Ce qu'Aimerance vit alors lui glaça le sang. Les yeux de son fils, d'habitude si vifs et intelligents, étaient voilés, absents. Sa démarche, lorsqu'il parvint à se mettre debout avec l'aide de celui qui l'avait réveillé, était chancelante, erratique. Chaque pas était une lutte, un déséquilibre précaire. Il trébuchait, tombait, se relevait péniblement, puis recommençait, comme un automate désarticulé. Ses jambes semblaient avoir oublié leur fonction, leur force avait disparu, remplacée par une faiblesse dévastatrice. La maladie, invisible mais implacable, avait ravagé son corps.

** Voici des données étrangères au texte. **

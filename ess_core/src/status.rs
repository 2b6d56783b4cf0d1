//! Per-cycle status returned by `ControlLoop::step`.

use crate::error::LinkError;
use crate::governor::WriteOutcome;
use crate::mode::Mode;
use crate::sampler::Reading;

/// What kind of cycle it was.
#[derive(Debug, Clone, PartialEq)]
pub enum CycleStatus {
    /// Reading processed, decisions made, writes attempted.
    Applied,
    /// Enable flag not set; nothing decided, nothing written.
    Disabled,
    /// The read pass failed; state untouched.
    ReadFailed(LinkError),
}

#[derive(Debug, Clone, PartialEq)]
pub struct CycleReport {
    pub status: CycleStatus,
    pub reading: Option<Reading>,
    /// Verdicts after this cycle (unchanged on skipped cycles).
    pub night: bool,
    pub surplus_confirmed: bool,
    /// Machine mode after this cycle.
    pub mode: Mode,
    pub output_target: Option<u16>,
    pub mode_write: Option<WriteOutcome>,
    pub output_write: Option<WriteOutcome>,
}
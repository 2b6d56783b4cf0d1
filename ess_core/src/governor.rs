//! Rate-limited, deduplicating register writer.
//!
//! Both producers (the mode state machine and the output controller) hand the
//! governor their desired value every cycle. The governor only touches the
//! hardware when the value changed and the channel's minimum gap elapsed.

use std::fmt;
use std::time::{Duration, Instant};

use ess_traits::RegisterLink;

use crate::config::{GovernorCfg, RegisterMap};
use crate::error::LinkError;
use crate::hw_error::map_link_error;

#[derive(Debug, Clone, Copy, PartialEq, Eq, Hash)]
pub enum Channel {
    Mode,
    OutputMode,
}

impl fmt::Display for Channel {
    fn fmt(&self, f: &mut fmt::Formatter<'_>) -> fmt::Result {
        f.write_str(match self {
            Self::Mode => "mode",
            Self::OutputMode => "output_mode",
        })
    }
}

/// Bookkeeping for one channel.
#[derive(Debug, Clone, Default, PartialEq, Eq)]
pub struct WriteGate {
    /// Last value issued (or observed at startup).
    pub last_value: Option<u16>,
    /// When the last write was issued; `None` if never.
    pub last_write_at: Option<Instant>,
}

impl WriteGate {
    fn wait_remaining(&self, gap: Duration, now: Instant) -> Duration {
        match self.last_write_at {
            Some(at) => gap.saturating_sub(now.saturating_duration_since(at)),
            None => Duration::ZERO,
        }
    }
}

#[derive(Debug, Clone, PartialEq, Eq)]
pub enum WriteOutcome {
    /// Value equals the last issued one.
    Unchanged,
    /// Gap not yet elapsed; request dropped.
    Throttled { wait: Duration },
    Written,
    /// Would have written; bookkeeping updated, hardware untouched.
    DryRun,
    /// The write failed; bookkeeping untouched so the next cycle retries.
    Failed(LinkError),
}

#[derive(Debug, Clone, Copy)]
struct Target {
    unit: u8,
    address: u16,
    gap: Duration,
}

#[derive(Debug, Clone)]
pub struct WriteGovernor {
    mode: (Target, WriteGate),
    output: (Target, WriteGate),
    dry_run: bool,
}

impl WriteGovernor {
    pub fn new(map: &RegisterMap, cfg: &GovernorCfg) -> Self {
        Self {
            mode: (
                Target {
                    unit: map.mode_unit,
                    address: map.mode,
                    gap: cfg.mode_gap,
                },
                WriteGate::default(),
            ),
            output: (
                Target {
                    unit: map.output_unit,
                    address: map.output,
                    gap: cfg.output_gap,
                },
                WriteGate::default(),
            ),
            dry_run: cfg.dry_run,
        }
    }

    pub fn is_dry_run(&self) -> bool {
        self.dry_run
    }

    pub fn gate(&self, channel: Channel) -> &WriteGate {
        match channel {
            Channel::Mode => &self.mode.1,
            Channel::OutputMode => &self.output.1,
        }
    }

    /// Record a value read from the device as already issued, without
    /// consuming the channel's gap.
    pub fn seed(&mut self, channel: Channel, value: u16) {
        let (_, gate) = self.slot(channel);
        gate.last_value = Some(value);
    }

    pub fn maybe_write<L: RegisterLink + ?Sized>(
        &mut self,
        link: &mut L,
        channel: Channel,
        value: u16,
        now: Instant,
    ) -> WriteOutcome {
        let dry_run = self.dry_run;
        let (target, gate) = self.slot(channel);

        if gate.last_value == Some(value) {
            return WriteOutcome::Unchanged;
        }
        let wait = gate.wait_remaining(target.gap, now);
        if !wait.is_zero() {
            tracing::debug!(%channel, value, wait = ?wait, "write throttled");
            return WriteOutcome::Throttled { wait };
        }

        if dry_run {
            tracing::warn!(
                %channel,
                unit = target.unit,
                register = target.address,
                value,
                "dry-run: write suppressed"
            );
            gate.last_value = Some(value);
            gate.last_write_at = Some(now);
            return WriteOutcome::DryRun;
        }

        match link.write_register(target.unit, target.address, value) {
            Ok(()) => {
                tracing::warn!(
                    %channel,
                    unit = target.unit,
                    register = target.address,
                    value,
                    "register written"
                );
                gate.last_value = Some(value);
                gate.last_write_at = Some(now);
                WriteOutcome::Written
            }
            Err(e) => {
                let err = map_link_error(&*e);
                tracing::warn!(%channel, value, error = %err, "register write failed");
                WriteOutcome::Failed(err)
            }
        }
    }

    fn slot(&mut self, channel: Channel) -> (&Target, &mut WriteGate) {
        let (target, gate) = match channel {
            Channel::Mode => &mut self.mode,
            Channel::OutputMode => &mut self.output,
        };
        (&*target, gate)
    }
}

#[cfg(test)]
mod tests {
    use super::*;
    use crate::mocks::RegisterBank;

    fn governor(dry_run: bool) -> WriteGovernor {
        WriteGovernor::new(
            &RegisterMap::default(),
            &GovernorCfg {
                dry_run,
                ..GovernorCfg::default()
            },
        )
    }

    #[test]
    fn first_write_goes_through_then_dedups() {
        let mut g = governor(false);
        let mut link = RegisterBank::new();
        let t0 = Instant::now();
        assert_eq!(g.maybe_write(&mut link, Channel::Mode, 1, t0), WriteOutcome::Written);
        assert_eq!(
            g.maybe_write(&mut link, Channel::Mode, 1, t0 + Duration::from_secs(60)),
            WriteOutcome::Unchanged
        );
        assert_eq!(link.writes().len(), 1);
    }

    #[test]
    fn gap_throttles_changes() {
        let mut g = governor(false);
        let mut link = RegisterBank::new();
        let t0 = Instant::now();
        g.maybe_write(&mut link, Channel::Mode, 1, t0);
        let out = g.maybe_write(&mut link, Channel::Mode, 3, t0 + Duration::from_secs(2));
        assert_eq!(
            out,
            WriteOutcome::Throttled {
                wait: Duration::from_secs(3)
            }
        );
        assert_eq!(
            g.maybe_write(&mut link, Channel::Mode, 3, t0 + Duration::from_secs(5)),
            WriteOutcome::Written
        );
    }

    #[test]
    fn channels_are_independent() {
        let mut g = governor(false);
        let mut link = RegisterBank::new();
        let t0 = Instant::now();
        g.maybe_write(&mut link, Channel::Mode, 1, t0);
        assert_eq!(
            g.maybe_write(&mut link, Channel::OutputMode, 2, t0),
            WriteOutcome::Written
        );
    }

    #[test]
    fn dry_run_never_touches_link() {
        let mut g = governor(true);
        let mut link = RegisterBank::new();
        let t0 = Instant::now();
        assert_eq!(g.maybe_write(&mut link, Channel::Mode, 4, t0), WriteOutcome::DryRun);
        assert_eq!(g.gate(Channel::Mode).last_value, Some(4));
        assert!(link.writes().is_empty());
    }

    #[test]
    fn failed_write_leaves_bookkeeping() {
        let mut g = governor(false);
        let mut link = RegisterBank::new();
        link.fail_writes(true);
        let t0 = Instant::now();
        assert!(matches!(
            g.maybe_write(&mut link, Channel::Mode, 1, t0),
            WriteOutcome::Failed(_)
        ));
        assert_eq!(g.gate(Channel::Mode), &WriteGate::default());
        link.fail_writes(false);
        assert_eq!(g.maybe_write(&mut link, Channel::Mode, 1, t0), WriteOutcome::Written);
    }

    #[test]
    fn seeded_value_suppresses_write_without_gap() {
        let mut g = governor(false);
        let mut link = RegisterBank::new();
        g.seed(Channel::OutputMode, 1);
        let t0 = Instant::now();
        assert_eq!(
            g.maybe_write(&mut link, Channel::OutputMode, 1, t0),
            WriteOutcome::Unchanged
        );
        assert_eq!(
            g.maybe_write(&mut link, Channel::OutputMode, 2, t0),
            WriteOutcome::Written
        );
    }
}
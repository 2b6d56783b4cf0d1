//! Register links: a Modbus/TCP client for real GX devices and a simulated
//! plant for dry runs and demos.

pub mod error;
#[cfg(feature = "modbus")]
pub mod modbus;
pub mod sim;

#[cfg(feature = "modbus")]
pub use modbus::ModbusLink;
pub use sim::{SimLayout, SimParams, SimulatedLink};
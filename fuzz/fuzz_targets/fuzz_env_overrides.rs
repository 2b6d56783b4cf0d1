#![no_main]
use std::collections::HashMap;

use libfuzzer_sys::fuzz_target;

fuzz_target!(|data: &str| {
    // One KEY=VALUE per line, like an env file.
    let vars: HashMap<&str, &str> = data
        .lines()
        .filter_map(|l| l.split_once('='))
        .collect();
    let mut cfg = ess_config::Config::default();
    if cfg
        .apply_env(|k| vars.get(k).map(|v| (*v).to_string()))
        .is_ok()
        && cfg.validate().is_ok()
    {
        assert!(ess_core::EngineCfg::try_from(&cfg).is_ok());
    }
});
//! Day/night verdict from a leaky integrator over low-PV time.
//!
//! Low PV accumulates elapsed seconds; any brighter sample shrinks the
//! accumulator by the decay factor. Night is exactly
//! `accumulator >= confirm_s`, so a single threshold gives the hysteresis:
//! a long dark stretch is needed to enter night, and short bright spikes
//! (clouds clearing, headlights) only partially erase it.

use crate::config::NightCfg;
use crate::util::sanitize_dt;

#[derive(Debug, Clone, Default, PartialEq)]
pub struct IntegratorState {
    /// Seconds of (decayed) low-PV time; always in `[0, confirm_s]`.
    pub accumulator: f64,
    /// Low-PV seconds since the last decay step.
    pub seconds_since_decay_reset: f64,
}

#[derive(Debug, Clone)]
pub struct NightDetector {
    cfg: NightCfg,
    state: IntegratorState,
}

impl NightDetector {
    pub fn new(cfg: NightCfg) -> Self {
        Self {
            cfg,
            state: IntegratorState::default(),
        }
    }

    /// Feed one sample and return the current verdict (`true` = night).
    pub fn update(&mut self, pv_w: f64, dt_seconds: f64) -> bool {
        let dt = sanitize_dt(dt_seconds);
        if pv_w < self.cfg.pv_threshold_w {
            // Saturate at the threshold so one long night does not need
            // many bright samples to decay back to day.
            self.state.accumulator = (self.state.accumulator + dt).min(self.cfg.confirm_s);
            self.state.seconds_since_decay_reset += dt;
        } else {
            self.state.accumulator *= self.cfg.decay_factor;
            self.state.seconds_since_decay_reset = 0.0;
        }
        self.is_night()
    }

    pub fn is_night(&self) -> bool {
        self.state.accumulator >= self.cfg.confirm_s
    }

    pub fn state(&self) -> &IntegratorState {
        &self.state
    }
}
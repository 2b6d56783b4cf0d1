//! CLI argument definitions and shared statics.

use clap::{ArgAction, Parser, Subcommand};
use std::path::PathBuf;
use std::sync::OnceLock;

/// Whether the user asked for JSON output (controls structured error output).
pub static JSON_MODE: OnceLock<bool> = OnceLock::new();

#[derive(Parser, Debug)]
#[command(name = "ess", version, about = "ESS battery guard for Victron GX systems")]
pub struct Cli {
    /// Optional config TOML; environment variables override it
    #[arg(long, value_name = "FILE")]
    pub config: Option<PathBuf>,

    /// Optional .env file (defaults to $ESS_ACCU_OFF_ENV_FILE, then ./.env)
    #[arg(long = "env-file", value_name = "FILE")]
    pub env_file: Option<PathBuf>,

    /// Log as JSON lines instead of pretty
    #[arg(long, action = ArgAction::SetTrue)]
    pub json: bool,

    /// Console log level or filter (error|warn|info|debug|trace); overrides RUST_LOG
    #[arg(long = "log-level", value_name = "LEVEL")]
    pub log_level: Option<String>,

    /// Command to execute
    #[command(subcommand)]
    pub cmd: Commands,
}

#[derive(Subcommand, Debug)]
pub enum Commands {
    /// Run the control loop until SIGINT/SIGTERM
    Run {
        /// Decide and log, but never write to the device
        #[arg(long, action = ArgAction::SetTrue)]
        dry_run: bool,
        /// Use the built-in plant simulator instead of Modbus
        #[arg(long, action = ArgAction::SetTrue)]
        sim: bool,
        /// Stop after this many cycles
        #[arg(long, value_name = "N")]
        cycles: Option<u64>,
    },
    /// Load and validate the configuration, then print it
    Check,
    /// One read pass: print measurements and the control registers
    Probe {
        /// Use the built-in plant simulator instead of Modbus
        #[arg(long, action = ArgAction::SetTrue)]
        sim: bool,
    },
}
//! Day/night value for the ESS output-mode register.

use crate::config::OutputCfg;

#[derive(Debug, Clone)]
pub struct DayNightOutputController {
    cfg: OutputCfg,
}

impl DayNightOutputController {
    pub fn new(cfg: OutputCfg) -> Self {
        Self { cfg }
    }

    pub fn target(&self, night: bool) -> u16 {
        if self.cfg.allow_night_switch && night {
            self.cfg.night_value
        } else {
            self.cfg.day_value
        }
    }
}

L'inquiétude se mua en consternation lorsque Guelord tenta de parler. Les mots sortaient de sa bouche, mais ils étaient déformés, inappropriés, dénués de sens. Il répondait aux questions, mais ses réponses ne correspondaient en rien à ce qui lui était demandé. Les souvenirs, ces ancres de notre identité, semblaient avoir été emportés par un courant invisible. Une partie de sa mémoire s'était évaporée, laissant un vide effrayant dans son esprit. La famille était confrontée à une nouvelle épreuve, plus insidieuse encore que le danger de mort. C'était la perte de soi, la désintégration de l'être.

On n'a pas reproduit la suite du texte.